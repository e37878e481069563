//! Size enforcement for section content.
//!
//! Two independent limits apply. The embedding ceiling is hard: content
//! above it is cut into sequential parts whose concatenation reproduces
//! the input exactly. The chunk size is soft: parts are regrouped into
//! paragraph-aligned chunks for fine-grained retrieval.
//!
//! All sizes and offsets are in chars.

/// Hard ceiling on the content of one embedding-safe part.
pub const DEFAULT_EMBED_CEILING: usize = 10_000;

/// Soft ceiling on the content of one chunk.
pub const DEFAULT_CHUNK_SIZE: usize = 2_000;

/// Upper bound on parts per section. Content past it is dropped.
pub const DEFAULT_MAX_PARTS: usize = 50;

/// Sections with less content than this are not persisted.
pub const DEFAULT_MIN_SECTION_CHARS: usize = 50;

/// Fraction of a prospective part, counted back from the ceiling, that is
/// searched for a natural cut point.
pub const DEFAULT_CUT_WINDOW: f64 = 0.3;

/// Separator between paragraphs.
const PARAGRAPH_SEPARATOR: &str = "\n\n";

/// Size limits applied to section content.
///
/// # Examples
///
/// ```
/// use docsect::chunking::{ChunkingConfig, DEFAULT_EMBED_CEILING};
///
/// let config = ChunkingConfig::default();
/// assert_eq!(config.embed_ceiling, DEFAULT_EMBED_CEILING);
/// assert!(config.chunk_size < config.embed_ceiling);
/// ```
#[derive(Debug, Clone, Copy, PartialEq)]
pub struct ChunkingConfig {
    /// Maximum part size in chars.
    pub embed_ceiling: usize,
    /// Target chunk size in chars.
    pub chunk_size: usize,
    /// Maximum number of parts per section.
    pub max_parts: usize,
    /// Minimum section content length in chars.
    pub min_section_chars: usize,
    /// Backward search window for cut points, as a fraction of the ceiling.
    pub cut_window: f64,
}

impl Default for ChunkingConfig {
    fn default() -> Self {
        Self {
            embed_ceiling: DEFAULT_EMBED_CEILING,
            chunk_size: DEFAULT_CHUNK_SIZE,
            max_parts: DEFAULT_MAX_PARTS,
            min_section_chars: DEFAULT_MIN_SECTION_CHARS,
            cut_window: DEFAULT_CUT_WINDOW,
        }
    }
}

/// A `[start, end)` char range of section content.
#[derive(Debug, Clone, Copy, PartialEq, Eq)]
pub struct PartSpan {
    pub start: usize,
    pub end: usize,
}

impl PartSpan {
    pub fn len(&self) -> usize {
        self.end - self.start
    }

    pub fn is_empty(&self) -> bool {
        self.start == self.end
    }
}

/// Cut `content` into embedding-safe parts.
///
/// Content within the ceiling yields one span covering all of it. Longer
/// content is cut repeatedly; each cut point is searched backward from the
/// ceiling within the last `cut_window` of the prospective part, preferring
/// a paragraph break, then a sentence end, then a line break, and falling
/// back to the ceiling itself.
///
/// # Examples
///
/// ```
/// use docsect::chunking::{split_embedding_parts, ChunkingConfig};
///
/// let config = ChunkingConfig { embed_ceiling: 10, ..Default::default() };
/// let spans = split_embedding_parts("aaaa. bbbbbbbbbbbbb", &config);
/// assert_eq!(spans.len(), 2);
/// assert!(spans.iter().all(|s| s.len() <= 10));
/// ```
pub fn split_embedding_parts(
    content: &str,
    config: &ChunkingConfig,
) -> Vec<PartSpan> {
    let chars: Vec<char> = content.chars().collect();
    let total = chars.len();
    let ceiling = config.embed_ceiling.max(1);
    let window = ((ceiling as f64) * config.cut_window).floor() as usize;

    let mut spans = Vec::new();
    let mut pos = 0;

    while pos < total || spans.is_empty() {
        if spans.len() == config.max_parts.max(1) {
            tracing::warn!(
                parts = spans.len(),
                dropped_chars = total - pos,
                "section exceeds part limit, truncating"
            );
            break;
        }
        if total - pos <= ceiling {
            spans.push(PartSpan {
                start: pos,
                end: total,
            });
            break;
        }

        let limit = pos + ceiling;
        let window_start = limit.saturating_sub(window).max(pos + 1);
        let cut = find_cut_point(&chars, window_start, limit).unwrap_or(limit);

        spans.push(PartSpan {
            start: pos,
            end: cut,
        });
        pos = cut;
    }

    spans
}

/// Best cut in `chars[window_start..limit]`, as the offset where the next
/// part begins.
fn find_cut_point(
    chars: &[char],
    window_start: usize,
    limit: usize,
) -> Option<usize> {
    let last_before = |pred: &dyn Fn(usize) -> bool, tail: usize| {
        (window_start..limit.saturating_sub(tail))
            .rev()
            .find(|&i| pred(i))
    };

    last_before(&|i| chars[i] == '\n' && chars[i + 1] == '\n', 1)
        .map(|i| i + 2)
        .or_else(|| {
            last_before(
                &|i| chars[i] == '.' && chars[i + 1].is_whitespace(),
                1,
            )
            .map(|i| i + 1)
        })
        .or_else(|| last_before(&|i| chars[i] == '\n', 0).map(|i| i + 1))
}

/// A paragraph-aligned chunk of section content.
#[derive(Debug, Clone, PartialEq, Eq)]
pub struct ParagraphChunk {
    /// Trimmed paragraphs joined by a blank line.
    pub text: String,
    /// Offset of the first char of the first paragraph.
    pub start: usize,
    /// Offset one past the last char of the last paragraph.
    pub end: usize,
}

/// Regroup `content` into chunks of whole paragraphs.
///
/// Paragraphs (separated by a blank line) are trimmed and accumulated
/// until adding the next one would exceed `chunk_size`; the accumulation
/// is then flushed. A paragraph larger than `chunk_size` becomes a chunk on
/// its own. Whitespace-only paragraphs are skipped.
///
/// # Examples
///
/// ```
/// use docsect::chunking::chunk_paragraphs;
///
/// let chunks = chunk_paragraphs("one\n\ntwo\n\nthree", 8);
/// let texts: Vec<_> = chunks.iter().map(|c| c.text.as_str()).collect();
/// assert_eq!(texts, ["one\n\ntwo", "three"]);
/// ```
pub fn chunk_paragraphs(content: &str, chunk_size: usize) -> Vec<ParagraphChunk> {
    let mut chunks = Vec::new();
    let mut current: Option<ParagraphChunk> = None;
    let mut current_len = 0;

    for (start, end, text) in paragraphs(content) {
        let len = end - start;
        if let Some(chunk) = current.as_mut() {
            if current_len + PARAGRAPH_SEPARATOR.len() + len <= chunk_size {
                chunk.text.push_str(PARAGRAPH_SEPARATOR);
                chunk.text.push_str(text);
                chunk.end = end;
                current_len += PARAGRAPH_SEPARATOR.len() + len;
                continue;
            }
            chunks.extend(current.take());
        }
        current = Some(ParagraphChunk {
            text: text.to_string(),
            start,
            end,
        });
        current_len = len;
    }

    chunks.extend(current);
    chunks
}

/// Trimmed, non-empty paragraphs with their char ranges.
fn paragraphs(content: &str) -> Vec<(usize, usize, &str)> {
    let mut result = Vec::new();
    let mut offset = 0;

    for piece in content.split(PARAGRAPH_SEPARATOR) {
        let piece_len = piece.chars().count();
        let text = piece.trim();
        if !text.is_empty() {
            let leading = piece.chars().take_while(|c| c.is_whitespace()).count();
            let start = offset + leading;
            result.push((start, start + text.chars().count(), text));
        }
        offset += piece_len + PARAGRAPH_SEPARATOR.len();
    }

    result
}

Task description> Your task is to transcribe the material exactly.

Written response>
repository e37878e481069563
//! Size enforcement for section content.
//!
//! Two independent limits apply. The embedding ceiling is hard: content
//! above it is cut into sequential parts whose concatenation reproduces
//! the input exactly. The chunk size is soft: parts are regrouped into
//! paragraph-aligned chunks for fine-grained retrieval.
//!
//! All sizes and offsets are in chars.

/// Hard ceiling on the content of one embedding-safe part.
pub const DEFAULT_EMBED_CEILING: usize = 10_000;

/// Soft ceiling on the content of one chunk.
pub const DEFAULT_CHUNK_SIZE: usize = 2_000;

/// Upper bound on parts per section. Content past it is dropped.
pub const DEFAULT_MAX_PARTS: usize = 50;

/// Sections with less content than this are not persisted.
pub const DEFAULT_MIN_SECTION_CHARS: usize = 50;

/// Fraction of a prospective part, counted back from the ceiling, that is
/// searched for a natural cut point.
pub const DEFAULT_CUT_WINDOW: f64 = 0.3;

/// Separator between paragraphs.
const PARAGRAPH_SEPARATOR: &str = "\n\n";

/// Size limits applied to section content.
///
/// # Examples
///
/// ```
/// use docsect::chunking::{ChunkingConfig, DEFAULT_EMBED_CEILING};
///
/// let config = ChunkingConfig::default();
/// assert_eq!(config.embed_ceiling, DEFAULT_EMBED_CEILING);
/// assert!(config.chunk_size < config.embed_ceiling);
/// ```
#[derive(Debug, Clone, Copy, PartialEq)]
pub struct ChunkingConfig {
    /// Maximum part size in chars.
    pub embed_ceiling: usize,
    /// Target chunk size in chars.
    pub chunk_size: usize,
    /// Maximum number of parts per section.
    pub max_parts: usize,
    /// Minimum section content length in chars.
    pub min_section_chars: usize,
    /// Backward search window for cut points, as a fraction of the ceiling.
    pub cut_window: f64,
}

impl Default for ChunkingConfig {
    fn default() -> Self {
        Self {
            embed_ceiling: DEFAULT_EMBED_CEILING,
            chunk_size: DEFAULT_CHUNK_SIZE,
            max_parts: DEFAULT_MAX_PARTS,
            min_section_chars: DEFAULT_MIN_SECTION_CHARS,
            cut_window: DEFAULT_CUT_WINDOW,
        }
    }
}

/// A `[start, end)` char range of section content.
#[derive(Debug, Clone, Copy, PartialEq, Eq)]
pub struct PartSpan {
    pub start: usize,
    pub end: usize,
}

impl PartSpan {
    pub fn len(&self) -> usize {
        self.end - self.start
    }

    pub fn is_empty(&self) -> bool {
        self.start == self.end
    }
}

/// Cut `content` into embedding-safe parts.
///
/// Content within the ceiling yields one span covering all of it. Longer
/// content is cut repeatedly; each cut point is searched backward from the
/// ceiling within the last `cut_window` of the prospective part, preferring
/// a paragraph break, then a sentence end, then a line break, and falling
/// back to the ceiling itself.
///
/// # Examples
///
/// ```
/// use docsect::chunking::{split_embedding_parts, ChunkingConfig};
///
/// let config = ChunkingConfig { embed_ceiling: 10, ..Default::default() };
/// let spans = split_embedding_parts("aaaa. bbbbbbbbbbbbb", &config);
/// assert_eq!(spans.len(), 2);
/// assert!(spans.iter().all(|s| s.len() <= 10));
/// ```
pub fn split_embedding_parts(
    content: &str,
    config: &ChunkingConfig,
) -> Vec<PartSpan> {
    let chars: Vec<char> = content.chars().collect();
    let total = chars.len();
    let ceiling = config.embed_ceiling.max(1);
    let window = ((ceiling as f64) * config.cut_window).floor() as usize;

    let mut spans = Vec::new();
    let mut pos = 0;

    while pos < total || spans.is_empty() {
        if spans.len() == config.max_parts.max(1) {
            tracing::warn!(
                parts = spans.len(),
                dropped_chars = total - pos,
                "section exceeds part limit, truncating"
            );
            break;
        }
        if total - pos <= ceiling {
            spans.push(PartSpan {
                start: pos,
                end: total,
            });
            break;
        }

        let limit = pos + ceiling;
        let window_start = limit.saturating_sub(window).max(pos + 1);
        let cut = find_cut_point(&chars, window_start, limit).unwrap_or(limit);

        spans.push(PartSpan {
            start: pos,
            end: cut,
        });
        pos = cut;
    }

    spans
}

/// Best cut in `chars[window_start..limit]`, as the offset where the next
/// part begins.
fn find_cut_point(
    chars: &[char],
    window_start: usize,
    limit: usize,
) -> Option<usize> {
    let last_before = |pred: &dyn Fn(usize) -> bool, tail: usize| {
        (window_start..limit.saturating_sub(tail))
            .rev()
            .find(|&i| pred(i))
    };

    last_before(&|i| chars[i] == '\n' && chars[i + 1] == '\n', 1)
        .map(|i| i + 2)
        .or_else(|| {
            last_before(
                &|i| chars[i] == '.' && chars[i + 1].is_whitespace(),
                1,
            )
            .map(|i| i + 1)
        })
        .or_else(|| last_before(&|i| chars[i] == '\n', 0).map(|i| i + 1))
}

/// A paragraph-aligned chunk of section content.
#[derive(Debug, Clone, PartialEq, Eq)]
pub struct ParagraphChunk {
    /// Trimmed paragraphs joined by a blank line.
    pub text: String,
    /// Offset of the first char of the first paragraph.
    pub start: usize,
    /// Offset one past the last char of the last paragraph.
    pub end: usize,
}

/// Regroup `content` into chunks of whole paragraphs.
///
/// Paragraphs (separated by a blank line) are trimmed and accumulated
/// until adding the next one would exceed `chunk_size`; the accumulation
/// is then flushed. A paragraph larger than `chunk_size` becomes a chunk on
/// its own. Whitespace-only paragraphs are skipped.
///
/// # Examples
///
/// ```
/// use docsect::chunking::chunk_paragraphs;
///
/// let chunks = chunk_paragraphs("one\n\ntwo\n\nthree", 8);
/// let texts: Vec<_> = chunks.iter().map(|c| c.text.as_str()).collect();
/// assert_eq!(texts, ["one\n\ntwo", "three"]);
/// ```
pub fn chunk_paragraphs(content: &str, chunk_size: usize) -> Vec<ParagraphChunk> {
    let mut chunks = Vec::new();
    let mut current: Option<ParagraphChunk> = None;
    let mut current_len = 0;

    for (start, end, text) in paragraphs(content) {
        let len = end - start;
        if let Some(chunk) = current.as_mut() {
            if current_len + PARAGRAPH_SEPARATOR.len() + len <= chunk_size {
                chunk.text.push_str(PARAGRAPH_SEPARATOR);
                chunk.text.push_str(text);
                chunk.end = end;
                current_len += PARAGRAPH_SEPARATOR.len() + len;
                continue;
            }
            chunks.extend(current.take());
        }
        current = Some(ParagraphChunk {
            text: text.to_string(),
            start,
            end,
        });
        current_len = len;
    }

    chunks.extend(current);
    chunks
}

/// Trimmed, non-empty paragraphs with their char ranges.
fn paragraphs(content: &str) -> Vec<(usize, usize, &str)> {
    let mut result = Vec::new();
    let mut offset = 0;

    for piece in content.split(PARAGRAPH_SEPARATOR) {
        let piece_len = piece.chars().count();
        let text = piece.trim();
        if !text.is_empty() {
            let leading = piece.chars().take_while(|c| c.is_whitespace()).count();
            let start = offset + leading;
            result.push((start, start + text.chars().count(), text));
        }
        offset += piece_len + PARAGRAPH_SEPARATOR.len();
    }

    result
}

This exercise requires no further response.